= COM Interop =

Type of technology included in the .NET Framework

COM Interop is a technology included in the .NET Framework Common Language Runtime (CLR) that enables Component Object Model (COM) objects to interact with .NET objects, and vice versa.

COM Interop aims to provide access to the existing COM components without requiring that the original component be modified. It tries to make the .NET types equivalent to the COM types. In addition, COM Interop allows COM developers to access managed objects as easily as they access other COM objects.

==Interop tools==

===Tools to support a COM component using a .NET assembly===
The .NET Framework creates a type library and special registry entries when a component is registered. It provides a specialized utility (RegAsm.exe, usually located in C:\Windows\Microsoft.NET\Framework) that exports the managed types into a type library and registers the managed component as a traditional COM component. When the type is instantiated through COM, the .NET CLR is the actual COM object that executes, and it merely marshals any method calls or property access to the type implementation.

Registration-free COM can be used to avoid DLL hell.

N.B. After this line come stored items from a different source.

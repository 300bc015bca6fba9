use anyhow::{Context, Result};
use globset::Glob;
use serde::Deserialize;
use std::path::{Path, PathBuf};

use case_context_core::assemble::AssemblyOptions;
use case_context_core::keywords::{KeywordExtractor, StopWords, DEFAULT_WEIGHT_CAP};
use case_context_core::score::{ScoringOptions, DEFAULT_CATEGORY_BONUS};

#[derive(Debug, Deserialize, Clone)]
pub struct Config {
    #[serde(default)]
    pub corpus: CorpusConfig,
    #[serde(default)]
    pub retrieval: RetrievalConfig,
    #[serde(default)]
    pub keywords: KeywordsConfig,
    #[serde(default)]
    pub cache: CacheConfig,
    #[serde(default)]
    pub server: ServerConfig,
}

#[derive(Debug, Deserialize, Clone)]
pub struct CorpusConfig {
    /// Root folder used when a request does not name one.
    #[serde(default = "default_root")]
    pub root: PathBuf,
    #[serde(default)]
    pub exclude_globs: Vec<String>,
    #[serde(default)]
    pub follow_symlinks: bool,
}

impl Default for CorpusConfig {
    fn default() -> Self {
        Self {
            root: default_root(),
            exclude_globs: Vec::new(),
            follow_symlinks: false,
        }
    }
}

fn default_root() -> PathBuf {
    PathBuf::from("./history_references")
}

#[derive(Debug, Deserialize, Clone)]
pub struct RetrievalConfig {
    /// Default context budget in characters.
    #[serde(default = "default_budget")]
    pub budget: usize,
    #[serde(default)]
    pub min_score: f64,
    #[serde(default = "default_category_bonus")]
    pub category_bonus: f64,
    #[serde(default)]
    pub max_documents: Option<usize>,
    /// Default result count for `search`.
    #[serde(default = "default_search_limit")]
    pub search_limit: usize,
}

impl Default for RetrievalConfig {
    fn default() -> Self {
        Self {
            budget: default_budget(),
            min_score: 0.0,
            category_bonus: default_category_bonus(),
            max_documents: None,
            search_limit: default_search_limit(),
        }
    }
}

fn default_budget() -> usize {
    15_000
}
fn default_category_bonus() -> f64 {
    DEFAULT_CATEGORY_BONUS
}
fn default_search_limit() -> usize {
    10
}

impl RetrievalConfig {
    pub fn scoring_options(&self) -> ScoringOptions {
        ScoringOptions {
            category_bonus: self.category_bonus,
        }
    }

    pub fn assembly_options(&self) -> AssemblyOptions {
        AssemblyOptions {
            min_score: self.min_score,
            max_documents: self.max_documents,
        }
    }
}

#[derive(Debug, Deserialize, Clone)]
pub struct KeywordsConfig {
    #[serde(default = "default_weight_cap")]
    pub weight_cap: u32,
    /// Extra stop words, one per line, added to the built-in table.
    #[serde(default)]
    pub stopwords_file: Option<PathBuf>,
}

impl Default for KeywordsConfig {
    fn default() -> Self {
        Self {
            weight_cap: default_weight_cap(),
            stopwords_file: None,
        }
    }
}

fn default_weight_cap() -> u32 {
    DEFAULT_WEIGHT_CAP
}

impl KeywordsConfig {
    pub fn build_extractor(&self) -> Result<KeywordExtractor> {
        let mut stopwords = StopWords::builtin();
        if let Some(path) = &self.stopwords_file {
            let table = std::fs::read_to_string(path)
                .with_context(|| format!("Failed to read stop-word file: {}", path.display()))?;
            stopwords.extend_from_table(&table);
        }
        Ok(KeywordExtractor::new(stopwords, self.weight_cap))
    }
}

#[derive(Debug, Deserialize, Clone)]
pub struct CacheConfig {
    #[serde(default = "default_ttl_secs")]
    pub ttl_secs: u64,
}

impl Default for CacheConfig {
    fn default() -> Self {
        Self {
            ttl_secs: default_ttl_secs(),
        }
    }
}

fn default_ttl_secs() -> u64 {
    300
}

impl CacheConfig {
    pub fn ttl(&self) -> std::time::Duration {
        std::time::Duration::from_secs(self.ttl_secs)
    }
}

#[derive(Debug, Deserialize, Clone)]
pub struct ServerConfig {
    #[serde(default = "default_bind")]
    pub bind: String,
}

impl Default for ServerConfig {
    fn default() -> Self {
        Self {
            bind: default_bind(),
        }
    }
}

fn default_bind() -> String {
    "127.0.0.1:7341".to_string()
}

impl Config {
    /// All defaults; used when no config file is present.
    pub fn minimal() -> Self {
        Self {
            corpus: CorpusConfig::default(),
            retrieval: RetrievalConfig::default(),
            keywords: KeywordsConfig::default(),
            cache: CacheConfig::default(),
            server: ServerConfig::default(),
        }
    }
}

pub fn load_config(path: &Path) -> Result<Config> {
    let content = std::fs::read_to_string(path)
        .with_context(|| format!("Failed to read config file: {}", path.display()))?;

    let config: Config = toml::from_str(&content).with_context(|| "Failed to parse config file")?;
    validate(&config)?;

    Ok(config)
}

pub fn validate(config: &Config) -> Result<()> {
    if config.retrieval.budget == 0 {
        anyhow::bail!("retrieval.budget must be > 0");
    }

    if !(0.0..1.0).contains(&config.retrieval.min_score) {
        anyhow::bail!("retrieval.min_score must be in [0.0, 1.0)");
    }

    if !(0.0..=1.0).contains(&config.retrieval.category_bonus) {
        anyhow::bail!("retrieval.category_bonus must be in [0.0, 1.0]");
    }

    if config.retrieval.max_documents == Some(0) {
        anyhow::bail!("retrieval.max_documents must be >= 1 when set");
    }

    if config.retrieval.search_limit == 0 {
        anyhow::bail!("retrieval.search_limit must be >= 1");
    }

    if config.keywords.weight_cap == 0 {
        anyhow::bail!("keywords.weight_cap must be > 0");
    }

    if config.cache.ttl_secs == 0 {
        anyhow::bail!("cache.ttl_secs must be > 0");
    }

    for pattern in &config.corpus.exclude_globs {
        Glob::new(pattern)
            .with_context(|| format!("Invalid corpus.exclude_globs pattern: {}", pattern))?;
    }

    Ok(())
}
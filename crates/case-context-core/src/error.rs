//! Error types shared by the core pipeline.

use thiserror::Error;

/// Raised when no decoder in the chain accepts a file's bytes.
///
/// Callers treat this as a per-file condition: the file is skipped and the
/// scan continues.
#[derive(Debug, Clone, PartialEq, Eq, Error)]
pub enum DecodeError {
    #[error("content could not be decoded (tried {})", .tried.join(", "))]
    Undecodable { tried: Vec<&'static str> },
}

/// Rejected inputs to the retrieval engine itself.
///
/// Corpus problems (missing root, unreadable files, nothing relevant) never
/// produce one of these; they degrade to an empty or partial context.
#[derive(Debug, Clone, PartialEq, Eq, Error)]
pub enum RetrievalError {
    #[error("invalid budget: context budget must be >= 1, got {0}")]
    InvalidBudget(usize),

    #[error("invalid query: query must not be empty")]
    EmptyQuery,
}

===Tools to support a .NET assembly using a COM component===
A COM Interop for an existing COM component can be created through the use of the Tlbimp.exe tool supplied with the .NET Framework SDK. This tool will create a set of proxy classes implemented in CIL which is encapsulated in an assembly.

==Details==
COM interop automatically provides the following services to simplify COM usage from .NET:
- Conversion between COM types and equivalent .NET types.
- Translation of retval arguments into return values.
- Translation of HRESULT return values into exceptions.